**** INPUT
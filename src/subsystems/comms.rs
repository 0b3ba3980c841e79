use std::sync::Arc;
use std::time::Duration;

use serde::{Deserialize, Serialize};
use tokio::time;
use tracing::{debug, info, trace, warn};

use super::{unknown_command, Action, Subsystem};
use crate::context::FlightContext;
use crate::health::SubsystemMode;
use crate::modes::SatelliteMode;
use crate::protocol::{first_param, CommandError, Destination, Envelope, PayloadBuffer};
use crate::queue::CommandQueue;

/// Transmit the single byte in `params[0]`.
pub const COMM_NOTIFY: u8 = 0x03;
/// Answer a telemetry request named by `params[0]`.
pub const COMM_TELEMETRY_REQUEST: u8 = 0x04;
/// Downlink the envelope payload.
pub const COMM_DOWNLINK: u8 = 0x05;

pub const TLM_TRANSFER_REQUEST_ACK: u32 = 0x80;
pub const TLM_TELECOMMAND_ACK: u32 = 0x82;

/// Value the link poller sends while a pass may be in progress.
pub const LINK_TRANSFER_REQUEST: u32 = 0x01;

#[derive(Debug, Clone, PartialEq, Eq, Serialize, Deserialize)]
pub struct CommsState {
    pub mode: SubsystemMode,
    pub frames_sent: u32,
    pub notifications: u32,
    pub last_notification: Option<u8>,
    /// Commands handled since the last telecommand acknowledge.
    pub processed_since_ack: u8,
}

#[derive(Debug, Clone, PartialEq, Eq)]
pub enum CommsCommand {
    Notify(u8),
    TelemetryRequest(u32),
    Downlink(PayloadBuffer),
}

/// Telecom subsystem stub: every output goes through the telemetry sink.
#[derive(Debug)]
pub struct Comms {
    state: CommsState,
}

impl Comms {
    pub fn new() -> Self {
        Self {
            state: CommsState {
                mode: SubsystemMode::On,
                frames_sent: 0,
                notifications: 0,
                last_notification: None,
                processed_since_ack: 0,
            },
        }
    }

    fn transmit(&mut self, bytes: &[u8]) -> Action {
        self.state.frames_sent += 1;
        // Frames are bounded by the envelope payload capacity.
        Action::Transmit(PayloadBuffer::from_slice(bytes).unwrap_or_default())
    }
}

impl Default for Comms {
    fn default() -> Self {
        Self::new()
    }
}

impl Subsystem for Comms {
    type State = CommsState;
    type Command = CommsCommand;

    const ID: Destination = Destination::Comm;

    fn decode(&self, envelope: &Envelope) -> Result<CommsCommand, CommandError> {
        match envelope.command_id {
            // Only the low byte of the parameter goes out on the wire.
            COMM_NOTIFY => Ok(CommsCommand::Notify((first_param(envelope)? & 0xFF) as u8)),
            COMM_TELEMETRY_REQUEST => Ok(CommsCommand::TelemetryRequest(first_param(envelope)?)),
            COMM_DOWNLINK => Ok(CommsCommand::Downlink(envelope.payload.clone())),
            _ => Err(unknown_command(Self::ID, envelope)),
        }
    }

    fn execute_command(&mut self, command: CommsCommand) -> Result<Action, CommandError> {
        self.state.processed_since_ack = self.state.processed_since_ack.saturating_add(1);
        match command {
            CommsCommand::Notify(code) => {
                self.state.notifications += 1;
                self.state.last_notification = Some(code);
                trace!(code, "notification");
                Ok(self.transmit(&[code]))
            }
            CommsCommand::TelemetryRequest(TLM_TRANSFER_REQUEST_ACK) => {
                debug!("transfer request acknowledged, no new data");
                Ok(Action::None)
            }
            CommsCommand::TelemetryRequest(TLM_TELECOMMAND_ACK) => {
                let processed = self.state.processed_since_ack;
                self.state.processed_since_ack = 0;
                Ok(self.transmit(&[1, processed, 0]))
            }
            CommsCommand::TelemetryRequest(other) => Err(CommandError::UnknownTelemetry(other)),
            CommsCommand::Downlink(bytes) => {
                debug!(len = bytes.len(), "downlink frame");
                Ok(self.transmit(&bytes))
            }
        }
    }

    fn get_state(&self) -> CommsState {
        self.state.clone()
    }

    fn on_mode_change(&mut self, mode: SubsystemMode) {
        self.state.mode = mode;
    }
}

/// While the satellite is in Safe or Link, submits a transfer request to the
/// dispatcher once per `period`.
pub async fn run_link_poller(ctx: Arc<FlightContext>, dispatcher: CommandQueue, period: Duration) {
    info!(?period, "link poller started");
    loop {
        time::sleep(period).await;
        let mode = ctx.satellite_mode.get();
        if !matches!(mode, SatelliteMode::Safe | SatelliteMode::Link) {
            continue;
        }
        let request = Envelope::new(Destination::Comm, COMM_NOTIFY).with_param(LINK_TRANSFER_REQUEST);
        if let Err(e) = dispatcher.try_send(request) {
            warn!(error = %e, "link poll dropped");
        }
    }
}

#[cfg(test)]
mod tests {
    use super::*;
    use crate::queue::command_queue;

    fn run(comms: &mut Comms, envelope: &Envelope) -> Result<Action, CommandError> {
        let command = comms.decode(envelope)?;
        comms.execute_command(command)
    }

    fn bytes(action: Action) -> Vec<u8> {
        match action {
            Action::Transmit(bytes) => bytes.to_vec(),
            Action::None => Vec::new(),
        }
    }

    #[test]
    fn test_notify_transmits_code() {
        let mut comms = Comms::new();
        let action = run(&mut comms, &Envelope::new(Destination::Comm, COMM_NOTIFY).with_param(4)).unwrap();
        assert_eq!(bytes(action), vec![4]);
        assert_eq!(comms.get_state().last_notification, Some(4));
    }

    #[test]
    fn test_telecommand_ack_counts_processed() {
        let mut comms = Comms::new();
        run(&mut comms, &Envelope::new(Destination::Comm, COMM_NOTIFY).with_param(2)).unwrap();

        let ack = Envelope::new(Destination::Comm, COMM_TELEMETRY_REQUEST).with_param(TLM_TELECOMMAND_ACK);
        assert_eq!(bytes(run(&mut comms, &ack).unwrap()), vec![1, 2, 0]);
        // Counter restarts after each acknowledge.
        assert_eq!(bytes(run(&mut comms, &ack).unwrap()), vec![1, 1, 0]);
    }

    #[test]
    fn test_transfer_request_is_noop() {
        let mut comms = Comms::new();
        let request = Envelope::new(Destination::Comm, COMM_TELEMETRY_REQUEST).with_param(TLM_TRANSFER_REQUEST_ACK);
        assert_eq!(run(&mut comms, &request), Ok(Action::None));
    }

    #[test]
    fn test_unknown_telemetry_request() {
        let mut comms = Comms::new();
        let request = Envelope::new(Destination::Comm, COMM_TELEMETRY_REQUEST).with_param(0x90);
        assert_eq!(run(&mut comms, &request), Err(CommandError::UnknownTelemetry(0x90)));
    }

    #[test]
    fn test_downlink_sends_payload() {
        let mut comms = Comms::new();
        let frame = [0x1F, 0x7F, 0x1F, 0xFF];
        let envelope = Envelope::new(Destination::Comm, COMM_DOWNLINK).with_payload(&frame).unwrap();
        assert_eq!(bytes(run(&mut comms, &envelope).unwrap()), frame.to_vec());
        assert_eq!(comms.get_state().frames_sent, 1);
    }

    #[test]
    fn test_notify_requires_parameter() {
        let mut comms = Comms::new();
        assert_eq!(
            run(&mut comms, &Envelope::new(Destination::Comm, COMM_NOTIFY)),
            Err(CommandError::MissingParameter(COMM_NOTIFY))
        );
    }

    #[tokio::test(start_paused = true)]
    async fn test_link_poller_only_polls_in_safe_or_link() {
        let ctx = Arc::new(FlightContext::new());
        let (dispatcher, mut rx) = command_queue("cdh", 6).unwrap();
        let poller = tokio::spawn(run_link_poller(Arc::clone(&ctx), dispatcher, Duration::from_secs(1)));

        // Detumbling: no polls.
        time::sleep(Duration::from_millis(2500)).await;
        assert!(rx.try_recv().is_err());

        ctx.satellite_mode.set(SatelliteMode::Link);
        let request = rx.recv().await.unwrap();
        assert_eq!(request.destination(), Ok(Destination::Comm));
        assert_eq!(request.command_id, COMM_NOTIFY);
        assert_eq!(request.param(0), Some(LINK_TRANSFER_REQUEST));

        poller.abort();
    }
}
********
**** INPUT
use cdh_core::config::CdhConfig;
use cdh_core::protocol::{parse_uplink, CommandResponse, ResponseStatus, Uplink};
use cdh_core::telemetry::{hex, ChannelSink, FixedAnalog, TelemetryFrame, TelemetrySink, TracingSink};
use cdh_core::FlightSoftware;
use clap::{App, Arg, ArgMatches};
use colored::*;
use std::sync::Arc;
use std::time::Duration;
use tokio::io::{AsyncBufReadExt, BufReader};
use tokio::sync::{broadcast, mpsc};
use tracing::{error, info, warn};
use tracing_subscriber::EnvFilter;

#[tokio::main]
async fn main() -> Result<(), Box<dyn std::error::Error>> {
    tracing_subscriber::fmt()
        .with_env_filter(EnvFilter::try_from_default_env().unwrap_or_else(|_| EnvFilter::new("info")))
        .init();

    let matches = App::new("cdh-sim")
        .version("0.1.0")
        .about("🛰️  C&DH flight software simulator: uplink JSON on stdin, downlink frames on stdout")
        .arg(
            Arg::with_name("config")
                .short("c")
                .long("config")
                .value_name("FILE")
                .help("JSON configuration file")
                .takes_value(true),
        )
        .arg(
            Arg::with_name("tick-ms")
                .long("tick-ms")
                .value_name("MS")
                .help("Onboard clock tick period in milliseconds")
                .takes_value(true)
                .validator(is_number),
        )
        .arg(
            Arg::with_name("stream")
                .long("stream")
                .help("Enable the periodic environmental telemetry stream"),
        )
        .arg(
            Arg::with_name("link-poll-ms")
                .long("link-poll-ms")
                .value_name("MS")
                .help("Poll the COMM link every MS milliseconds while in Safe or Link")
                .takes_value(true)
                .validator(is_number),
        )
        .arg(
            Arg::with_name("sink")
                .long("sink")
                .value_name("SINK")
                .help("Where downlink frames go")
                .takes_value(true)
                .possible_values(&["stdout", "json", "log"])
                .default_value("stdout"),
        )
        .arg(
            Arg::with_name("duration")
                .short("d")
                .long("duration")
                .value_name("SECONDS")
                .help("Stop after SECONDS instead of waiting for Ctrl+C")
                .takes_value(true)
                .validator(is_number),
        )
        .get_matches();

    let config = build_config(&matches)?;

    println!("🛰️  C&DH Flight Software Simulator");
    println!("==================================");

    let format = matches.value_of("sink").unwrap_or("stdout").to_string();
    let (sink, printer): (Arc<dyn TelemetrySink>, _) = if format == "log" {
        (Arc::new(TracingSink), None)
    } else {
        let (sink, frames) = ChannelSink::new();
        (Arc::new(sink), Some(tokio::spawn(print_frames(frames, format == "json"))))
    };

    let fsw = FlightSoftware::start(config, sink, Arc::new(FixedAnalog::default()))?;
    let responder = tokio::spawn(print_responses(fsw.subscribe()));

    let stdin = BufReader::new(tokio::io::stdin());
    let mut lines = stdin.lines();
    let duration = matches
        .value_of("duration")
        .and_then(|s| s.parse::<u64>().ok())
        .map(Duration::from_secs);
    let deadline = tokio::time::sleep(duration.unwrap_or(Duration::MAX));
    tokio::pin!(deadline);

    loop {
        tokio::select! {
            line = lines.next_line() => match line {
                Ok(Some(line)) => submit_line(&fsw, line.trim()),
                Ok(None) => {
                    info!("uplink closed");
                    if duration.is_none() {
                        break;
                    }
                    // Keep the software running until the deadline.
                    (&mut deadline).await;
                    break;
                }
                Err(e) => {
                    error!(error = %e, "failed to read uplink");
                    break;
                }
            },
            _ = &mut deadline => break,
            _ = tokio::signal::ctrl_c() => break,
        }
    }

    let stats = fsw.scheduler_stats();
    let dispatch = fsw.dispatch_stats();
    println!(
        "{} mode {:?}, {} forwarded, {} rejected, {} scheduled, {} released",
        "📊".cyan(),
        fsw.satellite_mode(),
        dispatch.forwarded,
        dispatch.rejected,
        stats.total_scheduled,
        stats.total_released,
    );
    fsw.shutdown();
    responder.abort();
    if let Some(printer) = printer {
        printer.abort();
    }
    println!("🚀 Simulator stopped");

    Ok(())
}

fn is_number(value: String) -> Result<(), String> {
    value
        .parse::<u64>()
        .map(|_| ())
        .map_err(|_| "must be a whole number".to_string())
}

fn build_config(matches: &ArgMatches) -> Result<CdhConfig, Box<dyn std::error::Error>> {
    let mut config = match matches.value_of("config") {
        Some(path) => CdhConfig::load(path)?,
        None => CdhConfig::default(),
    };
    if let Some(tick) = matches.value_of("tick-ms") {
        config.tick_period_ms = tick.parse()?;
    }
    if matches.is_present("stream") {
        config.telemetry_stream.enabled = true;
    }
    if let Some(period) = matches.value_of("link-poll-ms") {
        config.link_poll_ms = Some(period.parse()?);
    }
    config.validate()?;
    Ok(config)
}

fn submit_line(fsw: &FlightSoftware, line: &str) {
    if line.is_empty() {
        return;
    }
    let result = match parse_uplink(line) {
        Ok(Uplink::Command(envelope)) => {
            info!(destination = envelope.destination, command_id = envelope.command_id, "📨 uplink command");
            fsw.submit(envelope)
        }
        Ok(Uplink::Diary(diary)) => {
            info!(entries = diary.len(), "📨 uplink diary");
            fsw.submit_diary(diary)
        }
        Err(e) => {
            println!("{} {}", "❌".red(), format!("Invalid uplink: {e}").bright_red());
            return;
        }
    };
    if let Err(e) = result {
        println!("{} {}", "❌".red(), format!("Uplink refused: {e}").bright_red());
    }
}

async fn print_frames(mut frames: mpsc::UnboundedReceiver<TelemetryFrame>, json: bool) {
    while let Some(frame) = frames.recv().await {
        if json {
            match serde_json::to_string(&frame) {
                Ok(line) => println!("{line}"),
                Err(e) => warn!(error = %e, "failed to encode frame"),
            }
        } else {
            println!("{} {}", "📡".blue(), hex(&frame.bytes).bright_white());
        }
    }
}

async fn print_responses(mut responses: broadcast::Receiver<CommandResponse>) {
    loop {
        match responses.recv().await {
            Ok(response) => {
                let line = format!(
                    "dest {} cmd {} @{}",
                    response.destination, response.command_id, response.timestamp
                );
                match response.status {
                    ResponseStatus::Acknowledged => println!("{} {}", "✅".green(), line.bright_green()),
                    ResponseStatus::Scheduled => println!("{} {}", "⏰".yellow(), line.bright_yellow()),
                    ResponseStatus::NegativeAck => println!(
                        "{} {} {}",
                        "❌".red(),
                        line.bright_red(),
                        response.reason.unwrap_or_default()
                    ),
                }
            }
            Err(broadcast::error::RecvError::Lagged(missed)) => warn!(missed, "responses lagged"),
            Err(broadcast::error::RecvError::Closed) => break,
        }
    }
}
********
**** INPUT
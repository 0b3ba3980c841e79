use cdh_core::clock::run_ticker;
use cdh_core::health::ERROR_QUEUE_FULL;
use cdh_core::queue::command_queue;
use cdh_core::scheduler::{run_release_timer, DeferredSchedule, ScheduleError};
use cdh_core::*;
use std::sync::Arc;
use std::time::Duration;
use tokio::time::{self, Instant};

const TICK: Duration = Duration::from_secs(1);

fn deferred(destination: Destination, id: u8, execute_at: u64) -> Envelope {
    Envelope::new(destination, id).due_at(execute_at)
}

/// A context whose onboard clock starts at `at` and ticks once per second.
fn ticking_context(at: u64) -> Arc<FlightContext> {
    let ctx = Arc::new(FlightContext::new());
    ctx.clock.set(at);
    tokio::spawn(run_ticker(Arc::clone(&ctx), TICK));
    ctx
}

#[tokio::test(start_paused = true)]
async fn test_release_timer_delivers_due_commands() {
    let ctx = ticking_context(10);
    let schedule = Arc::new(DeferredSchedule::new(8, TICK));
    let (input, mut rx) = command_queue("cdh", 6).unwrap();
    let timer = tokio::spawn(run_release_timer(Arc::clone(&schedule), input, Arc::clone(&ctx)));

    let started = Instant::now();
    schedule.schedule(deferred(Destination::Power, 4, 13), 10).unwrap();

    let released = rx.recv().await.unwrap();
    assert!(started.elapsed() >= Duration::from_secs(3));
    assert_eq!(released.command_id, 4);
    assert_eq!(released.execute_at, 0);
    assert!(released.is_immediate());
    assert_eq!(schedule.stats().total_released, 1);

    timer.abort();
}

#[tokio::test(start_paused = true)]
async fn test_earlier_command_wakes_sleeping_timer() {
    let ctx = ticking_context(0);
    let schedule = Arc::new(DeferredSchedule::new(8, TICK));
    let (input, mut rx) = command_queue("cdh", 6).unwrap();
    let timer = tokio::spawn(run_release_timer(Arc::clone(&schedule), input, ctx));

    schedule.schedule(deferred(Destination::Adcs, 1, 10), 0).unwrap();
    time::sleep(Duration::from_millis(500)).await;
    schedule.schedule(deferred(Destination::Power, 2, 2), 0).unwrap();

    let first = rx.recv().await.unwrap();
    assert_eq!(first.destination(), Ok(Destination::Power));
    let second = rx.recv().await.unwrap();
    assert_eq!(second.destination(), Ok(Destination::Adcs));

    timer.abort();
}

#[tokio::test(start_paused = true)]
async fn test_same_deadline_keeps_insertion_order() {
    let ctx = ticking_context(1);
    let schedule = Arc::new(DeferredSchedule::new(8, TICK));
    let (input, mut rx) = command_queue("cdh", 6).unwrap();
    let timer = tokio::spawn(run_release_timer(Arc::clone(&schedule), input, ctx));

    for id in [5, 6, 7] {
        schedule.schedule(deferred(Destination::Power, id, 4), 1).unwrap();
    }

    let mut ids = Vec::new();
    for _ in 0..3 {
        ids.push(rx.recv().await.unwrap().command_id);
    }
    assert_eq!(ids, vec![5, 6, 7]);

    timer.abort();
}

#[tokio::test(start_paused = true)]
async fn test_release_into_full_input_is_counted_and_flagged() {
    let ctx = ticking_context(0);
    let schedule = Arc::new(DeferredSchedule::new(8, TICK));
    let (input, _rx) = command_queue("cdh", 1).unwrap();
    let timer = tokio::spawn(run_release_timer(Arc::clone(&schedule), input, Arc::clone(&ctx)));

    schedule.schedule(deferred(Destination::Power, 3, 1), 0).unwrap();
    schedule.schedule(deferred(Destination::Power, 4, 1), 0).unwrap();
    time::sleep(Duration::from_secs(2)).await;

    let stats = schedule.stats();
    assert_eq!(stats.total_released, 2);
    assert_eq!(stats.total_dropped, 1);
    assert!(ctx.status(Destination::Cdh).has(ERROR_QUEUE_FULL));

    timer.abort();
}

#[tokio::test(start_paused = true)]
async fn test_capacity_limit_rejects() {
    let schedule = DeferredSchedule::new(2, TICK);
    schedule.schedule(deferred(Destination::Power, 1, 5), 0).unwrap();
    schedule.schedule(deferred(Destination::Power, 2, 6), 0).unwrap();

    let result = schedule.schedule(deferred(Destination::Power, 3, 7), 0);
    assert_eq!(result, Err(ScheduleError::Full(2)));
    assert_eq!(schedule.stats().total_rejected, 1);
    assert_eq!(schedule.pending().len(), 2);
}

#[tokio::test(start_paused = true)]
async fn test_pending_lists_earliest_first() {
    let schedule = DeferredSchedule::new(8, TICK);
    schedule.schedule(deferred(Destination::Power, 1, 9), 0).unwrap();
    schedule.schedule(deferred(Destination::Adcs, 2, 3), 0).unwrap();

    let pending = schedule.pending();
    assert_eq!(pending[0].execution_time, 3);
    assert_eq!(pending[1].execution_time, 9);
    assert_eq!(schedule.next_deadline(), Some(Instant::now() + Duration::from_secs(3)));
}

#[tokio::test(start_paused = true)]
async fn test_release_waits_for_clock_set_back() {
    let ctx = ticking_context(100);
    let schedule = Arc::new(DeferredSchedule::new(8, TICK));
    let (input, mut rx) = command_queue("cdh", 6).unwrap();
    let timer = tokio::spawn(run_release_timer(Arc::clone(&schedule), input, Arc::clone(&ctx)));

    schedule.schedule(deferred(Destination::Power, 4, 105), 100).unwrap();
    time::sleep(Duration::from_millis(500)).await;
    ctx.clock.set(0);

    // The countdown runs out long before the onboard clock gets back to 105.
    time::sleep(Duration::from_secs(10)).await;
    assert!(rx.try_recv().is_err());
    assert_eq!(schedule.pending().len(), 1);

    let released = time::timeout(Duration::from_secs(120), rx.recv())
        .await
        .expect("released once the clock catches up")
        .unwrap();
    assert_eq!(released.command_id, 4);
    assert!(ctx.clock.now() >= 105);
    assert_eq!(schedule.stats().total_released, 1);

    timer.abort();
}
********
**WORK ITEM:** Wherever the string "super" appears in the entries above, return the line it appears on.

**WRITTEN ANSWER:**
use super::{unknown_command, Action, Subsystem};
    use super::*;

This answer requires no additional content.